ALIYUN::CR::InstanceEndpointAclPolicy类型用于为公网实例访问入口创建白名单策略。
语法
{
"Type": "ALIYUN::CR::InstanceEndpointAclPolicy",
"Properties": {
"Comment": String,
"Entry": String,
"InstanceId": String,
"ModuleName": String,
"EndpointType": String,
"RegionId": String
}
}
属性
属性名称 | 类型 | 必须 | 允许更新 | 描述 | 约束 |
---|---|---|---|---|---|
Comment | String | 否 | 否 | 说明。 | 无 |
Entry | String | 是 | 否 | 允许访问的IP网段,例如192.168.1.1/32。 | 无 |
InstanceId | String | 是 | 否 | 实例ID。 | 无 |
ModuleName | String | 否 | 否 | 需要设置访问策略的模块。 | 取值:
|
EndpointType | String | 否 | 否 | 访问入口类型。 | 取值: internet(公网)。 |
RegionId | String | 否 | 否 | 地域ID。 | 默认为资源栈地域ID。 |
返回值
Fn::GetAtt
- Entry:允许访问的IP网段。
- InstanceId:实例ID。
示例
JSON
格式
{
"ROSTemplateFormatVersion": "2015-09-01",
"Parameters": {
"Comment": {
"Type": "String",
"Description": "The description of the entry."
},
"Entry": {
"Type": "String",
"Description": "The IP address range that is allowed to access the instance."
},
"InstanceId": {
"Type": "String",
"Description": "The ID of the instance."
},
"ModuleName": {
"Type": "String",
"Description": "The name of the module in the instance for which a whitelist is configured. Valid\nvalues: Registry and Chart.",
"Default": "Registry"
},
"EndpointType": {
"Type": "String",
"Description": "The type of the endpoint.",
"Default": "internet"
},
"RegionId": {
"Type": "String",
"Description": "Region ID of instance.
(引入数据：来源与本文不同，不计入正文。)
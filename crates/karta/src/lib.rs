//! Core library for `karta`, a behaviour-driven test engine.
//!
//! Features are written in Kriya, a Gherkin-like language with iteration
//! settings, scenario probabilities, condition and loop blocks and inline
//! data generation rules. The crate compiles Kriya (or its YAML and JSON
//! serializations) into a [`model::Feature`], and the [`Runtime`] executes
//! features against step implementations, producing a
//! [`results::RunResult`] tree.
//!
//! ```
//! use karta::kriya::parse_feature;
//! use karta::{Runtime, ScenarioContext, StepRegistry};
//! use karta_patterns::Parameter;
//!
//! let feature = parse_feature(
//!     "Feature: Basket\n  Scenario: Add\n    Given a basket with 2 items\n    Then it holds 2 items\n",
//! )
//! .unwrap();
//!
//! let mut steps = StepRegistry::new();
//! steps
//!     .register("a basket with {int} items", |ctx: &mut ScenarioContext, args: &[Parameter]| {
//!         ctx.insert("items", args.first().and_then(Parameter::as_i64));
//!     })
//!     .unwrap()
//!     .register("it holds {int} items", |ctx: &mut ScenarioContext, args: &[Parameter]| {
//!         ctx.get("items").and_then(|v| v.as_i64()) == args.first().and_then(Parameter::as_i64)
//!     })
//!     .unwrap();
//!
//! let runtime = Runtime::builder().with_step_runner(steps).with_seed(1).build();
//! let result = runtime.run_features("docs", [feature]).unwrap();
//! assert!(result.is_successful());
//! ```

pub mod catalog;
pub mod config;
pub mod context;
pub mod data;
pub mod events;
pub mod execution;
pub mod kriya;
pub mod loader;
pub mod model;
mod panic;
pub mod registry;
pub mod reporting;
pub mod results;
pub mod tags;

pub use catalog::{ScenarioRef, TestCatalog};
pub use config::{ConfigError, RuntimeConfig};
pub use context::{RunPosition, ScenarioContext};
pub use execution::{ExecutionError, RunAborted, Runtime, RuntimeBuilder};
pub use loader::{LoadError, load_feature_file};
pub use panic::panic_message;
pub use registry::{StepError, StepRegistry, StepReturn, StepRunner};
Default is current region."
}
},
"Resources": {
"InstanceEndpointAclPolicy": {
"Type": "ALIYUN::CR::InstanceEndpointAclPolicy",
"Properties": {
"Comment": {
"Ref": "Comment"
},
"Entry": {
"Ref": "Entry"
},
"InstanceId": {
"Ref": "InstanceId"
},
"ModuleName": {
"Ref": "ModuleName"
},
"EndpointType": {
"Ref": "EndpointType"
},
"RegionId": {
"Ref": "RegionId"
}
}
}
},
"Outputs": {
"Entry": {
"Description": "The IP address range that is allowed to access the instance.",
"Value": {
"Fn::GetAtt": [
"InstanceEndpointAclPolicy",
"Entry"
]
}
},
"InstanceId": {
"Description": "The ID of the instance.",
"Value": {
"Fn::GetAtt": [
"InstanceEndpointAclPolicy",
"InstanceId"
]
}
}
}
}
YAML
格式
ROSTemplateFormatVersion: '2015-09-01'
Parameters:
Comment:
Type: String
Description: The description of the entry.
Entry:
Type: String
Description: The IP address range that is allowed to access the instance.
InstanceId:
Type: String
Description: The ID of the instance.
ModuleName:
Type: String
Description: >-
The name of the module in the instance for which a whitelist is
configured. Valid
values: Registry and Chart.
Default: Registry
EndpointType:
Type: String
Description: The type of the endpoint.
Default: internet
RegionId:
Type: String
Description: Region ID of instance. Default is current region.
Resources:
InstanceEndpointAclPolicy:
Type: 'ALIYUN::CR::InstanceEndpointAclPolicy'
Properties:
Comment:
Ref: Comment
Entry:
Ref: Entry
InstanceId:
Ref: InstanceId
ModuleName:
Ref: ModuleName
EndpointType:
Ref: EndpointType
RegionId:
Ref: RegionId
Outputs:
Entry:
Description: The IP address range that is allowed to access the instance.
Value:
'Fn::GetAtt':
- InstanceEndpointAclPolicy
- Entry
InstanceId:
Description: The ID of the instance.
Value:
'Fn::GetAtt':
- InstanceEndpointAclPolicy
- InstanceId